(Stored items)
--- START ---
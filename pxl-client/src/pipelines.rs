//! Pipeline registry endpoints

use serde::{Deserialize, Serialize};
use std::collections::BTreeMap;
use tracing::{debug, info, warn};

use crate::PlatformClient;
use crate::error::Result;

/// Request to create or update a pipeline asset
#[derive(Debug, Clone, PartialEq, Serialize, Deserialize)]
pub struct RegisterPipeline {
    pub name: String,
    pub description: String,
    /// Platform job type (e.g. `DATASET_VERSION_CREATION`)
    #[serde(rename = "type")]
    pub job_type: String,
    pub default_cpu: u32,
    pub default_gpu: u32,
    pub default_parameters: BTreeMap<String, serde_json::Value>,
    pub docker_image: String,
    pub docker_tag: String,
    #[serde(default, skip_serializing_if = "Vec::is_empty")]
    pub docker_flags: Vec<String>,
}

/// What the registry did with a registration
#[derive(Debug, Clone, Copy, PartialEq, Eq)]
pub enum Registration {
    Created,
    Updated,
}

impl std::fmt::Display for Registration {
    fn fmt(&self, f: &mut std::fmt::Formatter<'_>) -> std::fmt::Result {
        match self {
            Registration::Created => f.write_str("Created"),
            Registration::Updated => f.write_str("Updated"),
        }
    }
}

/// What a default-parameter sync did
#[derive(Debug, Clone, Copy, PartialEq, Eq)]
pub enum SyncOutcome {
    Synced,
    /// No pipeline of that name is registered yet; nothing was changed
    NotRegistered,
}

#[derive(Serialize)]
struct DefaultParametersPatch<'a> {
    default_parameters: &'a BTreeMap<String, serde_json::Value>,
}

impl PlatformClient {
    /// Register a pipeline, updating it when it already exists
    ///
    /// # Arguments
    /// * `req` - The registration request
    ///
    /// # Returns
    /// Whether the asset was created or updated
    pub async fn register_pipeline(&self, req: &RegisterPipeline) -> Result<Registration> {
        match self.create_pipeline(req).await {
            Ok(()) => {
                info!("Registered pipeline '{}'", req.name);
                Ok(Registration::Created)
            }
            Err(e) if e.is_conflict() => {
                debug!("Pipeline '{}' already exists, updating", req.name);
                self.update_pipeline(req).await?;
                info!("Updated pipeline '{}'", req.name);
                Ok(Registration::Updated)
            }
            Err(e) => Err(e),
        }
    }

    /// Replace the default parameters of a registered pipeline
    ///
    /// A pipeline that was never registered is reported, not created.
    pub async fn sync_default_parameters(
        &self,
        name: &str,
        defaults: &BTreeMap<String, serde_json::Value>,
    ) -> Result<SyncOutcome> {
        let url = self.pipeline_url(name);
        let response = self
            .client
            .patch(&url)
            .bearer_auth(&self.token)
            .json(&DefaultParametersPatch {
                default_parameters: defaults,
            })
            .send()
            .await?;

        match self.check(response).await {
            Ok(_) => {
                info!("Synced {} default parameter(s) of '{}'", defaults.len(), name);
                Ok(SyncOutcome::Synced)
            }
            Err(e) if e.is_not_found() => {
                warn!("Pipeline '{}' is not registered yet", name);
                Ok(SyncOutcome::NotRegistered)
            }
            Err(e) => Err(e),
        }
    }

    fn pipeline_url(&self, name: &str) -> String {
        format!("{}/pipelines/{}", self.organization_url(), name)
    }

    async fn create_pipeline(&self, req: &RegisterPipeline) -> Result<()> {
        let url = format!("{}/pipelines", self.organization_url());
        let response = self
            .client
            .post(&url)
            .bearer_auth(&self.token)
            .json(req)
            .send()
            .await?;

        self.check(response).await?;
        Ok(())
    }

    async fn update_pipeline(&self, req: &RegisterPipeline) -> Result<()> {
        let response = self
            .client
            .put(self.pipeline_url(&req.name))
            .bearer_auth(&self.token)
            .json(req)
            .send()
            .await?;

        self.check(response).await?;
        Ok(())
    }
}

#[cfg(test)]
mod tests {
    use super::*;
    use crate::ClientError;
    use crate::test_server::TestServer;

    fn request(name: &str) -> RegisterPipeline {
        RegisterPipeline {
            name: name.to_string(),
            description: String::new(),
            job_type: String::new(),
            default_cpu: 1,
            default_gpu: 0,
            default_parameters: BTreeMap::new(),
            docker_image: format!("acme/{}", name),
            docker_tag: "latest".to_string(),
            docker_flags: vec![],
        }
    }

    #[test]
    fn test_register_request_shape() {
        let req = RegisterPipeline {
            name: "simple".to_string(),
            description: "Simple processing".to_string(),
            job_type: "DATASET_VERSION_CREATION".to_string(),
            default_cpu: 4,
            default_gpu: 0,
            default_parameters: BTreeMap::from([(
                "batch_size".to_string(),
                serde_json::json!(8),
            )]),
            docker_image: "acme/simple".to_string(),
            docker_tag: "0.1.1".to_string(),
            docker_flags: vec![],
        };

        let json = serde_json::to_value(&req).unwrap();
        assert_eq!(json["type"], "DATASET_VERSION_CREATION");
        assert_eq!(json["default_parameters"]["batch_size"], 8);
        assert!(json.get("docker_flags").is_none());
    }

    #[tokio::test]
    async fn test_register_unreachable_host_fails() {
        let client = PlatformClient::new("http://127.0.0.1:1", "acme", "t");
        let err = client.register_pipeline(&request("simple")).await.unwrap_err();
        assert!(matches!(err, ClientError::RequestFailed(_)));
    }

    #[tokio::test]
    async fn test_existing_pipeline_is_updated() {
        let server = TestServer::start(vec![
            ("409 Conflict", r#"{"message": "already exists"}"#),
            ("200 OK", r#"{"id": "0189"}"#),
        ])
        .await;
        let client = PlatformClient::new(&server.url, "acme", "t");

        let registration = client.register_pipeline(&request("simple")).await.unwrap();

        assert_eq!(registration, Registration::Updated);
        let received = server.received();
        assert!(received[0].request_line.starts_with("POST /api/organization/acme/pipelines "));
        assert!(received[1]
            .request_line
            .starts_with("PUT /api/organization/acme/pipelines/simple "));
    }

    #[tokio::test]
    async fn test_registry_error_keeps_platform_message() {
        let server =
            TestServer::start(vec![("403 Forbidden", r#"{"detail": "token expired"}"#)]).await;
        let client = PlatformClient::new(&server.url, "acme", "t");

        let err = client.register_pipeline(&request("simple")).await.unwrap_err();
        assert!(matches!(
            err,
            ClientError::ApiError { status: 403, ref message } if message == "token expired"
        ));
    }

    #[tokio::test]
    async fn test_sync_sends_defaults() {
        let server = TestServer::start(vec![("200 OK", "{}")]).await;
        let client = PlatformClient::new(&server.url, "acme", "t");
        let defaults = BTreeMap::from([("batch_size".to_string(), serde_json::json!(8))]);

        let outcome = client.sync_default_parameters("simple", &defaults).await.unwrap();

        assert_eq!(outcome, SyncOutcome::Synced);
        let received = server.received();
        assert!(received[0]
            .request_line
            .starts_with("PATCH /api/organization/acme/pipelines/simple "));
        let body: serde_json::Value = serde_json::from_str(&received[0].body).unwrap();
        assert_eq!(body["default_parameters"]["batch_size"], 8);
    }

    #[tokio::test]
    async fn test_sync_of_unregistered_pipeline() {
        let server =
            TestServer::start(vec![("404 Not Found", r#"{"detail": "Not found."}"#)]).await;
        let client = PlatformClient::new(&server.url, "acme", "t");

        let outcome = client
            .sync_default_parameters("draft", &BTreeMap::new())
            .await
            .unwrap();
        assert_eq!(outcome, SyncOutcome::NotRegistered);
    }

    #[tokio::test]
    async fn test_sync_server_error_is_returned() {
        let server = TestServer::start(vec![("500 Internal Server Error", "")]).await;
        let client = PlatformClient::new(&server.url, "acme", "t");

        let err = client
            .sync_default_parameters("simple", &BTreeMap::new())
            .await
            .unwrap_err();
        assert!(matches!(err, ClientError::ApiError { status: 500, .. }));
    }
}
--- END ---
▸ PROBLEM DESCRIPTION
Retype the data in full, exactly.

▸ OUTPUT OF THE TASK
filename pxl-client/src/pipelines.rs
//! Pipeline registry endpoints

use serde::{Deserialize, Serialize};
use std::collections::BTreeMap;
use tracing::{debug, info, warn};

use crate::PlatformClient;
use crate::error::Result;

/// Request to create or update a pipeline asset
#[derive(Debug, Clone, PartialEq, Serialize, Deserialize)]
pub struct RegisterPipeline {
    pub name: String,
    pub description: String,
    /// Platform job type (e.g. `DATASET_VERSION_CREATION`)
    #[serde(rename = "type")]
    pub job_type: String,
    pub default_cpu: u32,
    pub default_gpu: u32,
    pub default_parameters: BTreeMap<String, serde_json::Value>,
    pub docker_image: String,
    pub docker_tag: String,
    #[serde(default, skip_serializing_if = "Vec::is_empty")]
    pub docker_flags: Vec<String>,
}

/// What the registry did with a registration
#[derive(Debug, Clone, Copy, PartialEq, Eq)]
pub enum Registration {
    Created,
    Updated,
}

impl std::fmt::Display for Registration {
    fn fmt(&self, f: &mut std::fmt::Formatter<'_>) -> std::fmt::Result {
        match self {
            Registration::Created => f.write_str("Created"),
            Registration::Updated => f.write_str("Updated"),
        }
    }
}

/// What a default-parameter sync did
#[derive(Debug, Clone, Copy, PartialEq, Eq)]
pub enum SyncOutcome {
    Synced,
    /// No pipeline of that name is registered yet; nothing was changed
    NotRegistered,
}

#[derive(Serialize)]
struct DefaultParametersPatch<'a> {
    default_parameters: &'a BTreeMap<String, serde_json::Value>,
}

impl PlatformClient {
    /// Register a pipeline, updating it when it already exists
    ///
    /// # Arguments
    /// * `req` - The registration request
    ///
    /// # Returns
    /// Whether the asset was created or updated
    pub async fn register_pipeline(&self, req: &RegisterPipeline) -> Result<Registration> {
        match self.create_pipeline(req).await {
            Ok(()) => {
                info!("Registered pipeline '{}'", req.name);
                Ok(Registration::Created)
            }
            Err(e) if e.is_conflict() => {
                debug!("Pipeline '{}' already exists, updating", req.name);
                self.update_pipeline(req).await?;
                info!("Updated pipeline '{}'", req.name);
                Ok(Registration::Updated)
            }
            Err(e) => Err(e),
        }
    }

    /// Replace the default parameters of a registered pipeline
    ///
    /// A pipeline that was never registered is reported, not created.
    pub async fn sync_default_parameters(
        &self,
        name: &str,
        defaults: &BTreeMap<String, serde_json::Value>,
    ) -> Result<SyncOutcome> {
        let url = self.pipeline_url(name);
        let response = self
            .client
            .patch(&url)
            .bearer_auth(&self.token)
            .json(&DefaultParametersPatch {
                default_parameters: defaults,
            })
            .send()
            .await?;

        match self.check(response).await {
            Ok(_) => {
                info!("Synced {} default parameter(s) of '{}'", defaults.len(), name);
                Ok(SyncOutcome::Synced)
            }
            Err(e) if e.is_not_found() => {
                warn!("Pipeline '{}' is not registered yet", name);
                Ok(SyncOutcome::NotRegistered)
            }
            Err(e) => Err(e),
        }
    }

    fn pipeline_url(&self, name: &str) -> String {
        format!("{}/pipelines/{}", self.organization_url(), name)
    }

    async fn create_pipeline(&self, req: &RegisterPipeline) -> Result<()> {
        let url = format!("{}/pipelines", self.organization_url());
        let response = self
            .client
            .post(&url)
            .bearer_auth(&self.token)
            .json(req)
            .send()
            .await?;

        self.check(response).await?;
        Ok(())
    }

    async fn update_pipeline(&self, req: &RegisterPipeline) -> Result<()> {
        let response = self
            .client
            .put(self.pipeline_url(&req.name))
            .bearer_auth(&self.token)
            .json(req)
            .send()
            .await?;

        self.check(response).await?;
        Ok(())
    }
}

#[cfg(test)]
mod tests {
    use super::*;
    use crate::ClientError;
    use crate::test_server::TestServer;

    fn request(name: &str) -> RegisterPipeline {
        RegisterPipeline {
            name: name.to_string(),
            description: String::new(),
            job_type: String::new(),
            default_cpu: 1,
            default_gpu: 0,
            default_parameters: BTreeMap::new(),
            docker_image: format!("acme/{}", name),
            docker_tag: "latest".to_string(),
            docker_flags: vec![],
        }
    }

    #[test]
    fn test_register_request_shape() {
        let req = RegisterPipeline {
            name: "simple".to_string(),
            description: "Simple processing".to_string(),
            job_type: "DATASET_VERSION_CREATION".to_string(),
            default_cpu: 4,
            default_gpu: 0,
            default_parameters: BTreeMap::from([(
                "batch_size".to_string(),
                serde_json::json!(8),
            )]),
            docker_image: "acme/simple".to_string(),
            docker_tag: "0.1.1".to_string(),
            docker_flags: vec![],
        };

        let json = serde_json::to_value(&req).unwrap();
        assert_eq!(json["type"], "DATASET_VERSION_CREATION");
        assert_eq!(json["default_parameters"]["batch_size"], 8);
        assert!(json.get("docker_flags").is_none());
    }

    #[tokio::test]
    async fn test_register_unreachable_host_fails() {
        let client = PlatformClient::new("http://127.0.0.1:1", "acme", "t");
        let err = client.register_pipeline(&request("simple")).await.unwrap_err();
        assert!(matches!(err, ClientError::RequestFailed(_)));
    }

    #[tokio::test]
    async fn test_existing_pipeline_is_updated() {
        let server = TestServer::start(vec![
            ("409 Conflict", r#"{"message": "already exists"}"#),
            ("200 OK", r#"{"id": "0189"}"#),
        ])
        .await;
        let client = PlatformClient::new(&server.url, "acme", "t");

        let registration = client.register_pipeline(&request("simple")).await.unwrap();

        assert_eq!(registration, Registration::Updated);
        let received = server.received();
        assert!(received[0].request_line.starts_with("POST /api/organization/acme/pipelines "));
        assert!(received[1]
            .request_line
            .starts_with("PUT /api/organization/acme/pipelines/simple "));
    }

    #[tokio::test]
    async fn test_registry_error_keeps_platform_message() {
        let server =
            TestServer::start(vec![("403 Forbidden", r#"{"detail": "token expired"}"#)]).await;
        let client = PlatformClient::new(&server.url, "acme", "t");

        let err = client.register_pipeline(&request("simple")).await.unwrap_err();
        assert!(matches!(
            err,
            ClientError::ApiError { status: 403, ref message } if message == "token expired"
        ));
    }

    #[tokio::test]
    async fn test_sync_sends_defaults() {
        let server = TestServer::start(vec![("200 OK", "{}")]).await;
        let client = PlatformClient::new(&server.url, "acme", "t");
        let defaults = BTreeMap::from([("batch_size".to_string(), serde_json::json!(8))]);

        let outcome = client.sync_default_parameters("simple", &defaults).await.unwrap();

        assert_eq!(outcome, SyncOutcome::Synced);
        let received = server.received();
        assert!(received[0]
            .request_line
            .starts_with("PATCH /api/organization/acme/pipelines/simple "));
        let body: serde_json::Value = serde_json::from_str(&received[0].body).unwrap();
        assert_eq!(body["default_parameters"]["batch_size"], 8);
    }

    #[tokio::test]
    async fn test_sync_of_unregistered_pipeline() {
        let server =
            TestServer::start(vec![("404 Not Found", r#"{"detail": "Not found."}"#)]).await;
        let client = PlatformClient::new(&server.url, "acme", "t");

        let outcome = client
            .sync_default_parameters("draft", &BTreeMap::new())
            .await
            .unwrap();
        assert_eq!(outcome, SyncOutcome::NotRegistered);
    }

    #[tokio::test]
    async fn test_sync_server_error_is_returned() {
        let server = TestServer::start(vec![("500 Internal Server Error", "")]).await;
        let client = PlatformClient::new(&server.url, "acme", "t");

        let err = client
            .sync_default_parameters("simple", &BTreeMap::new())
            .await
            .unwrap_err();
        assert!(matches!(err, ClientError::ApiError { status: 500, .. }));
    }
}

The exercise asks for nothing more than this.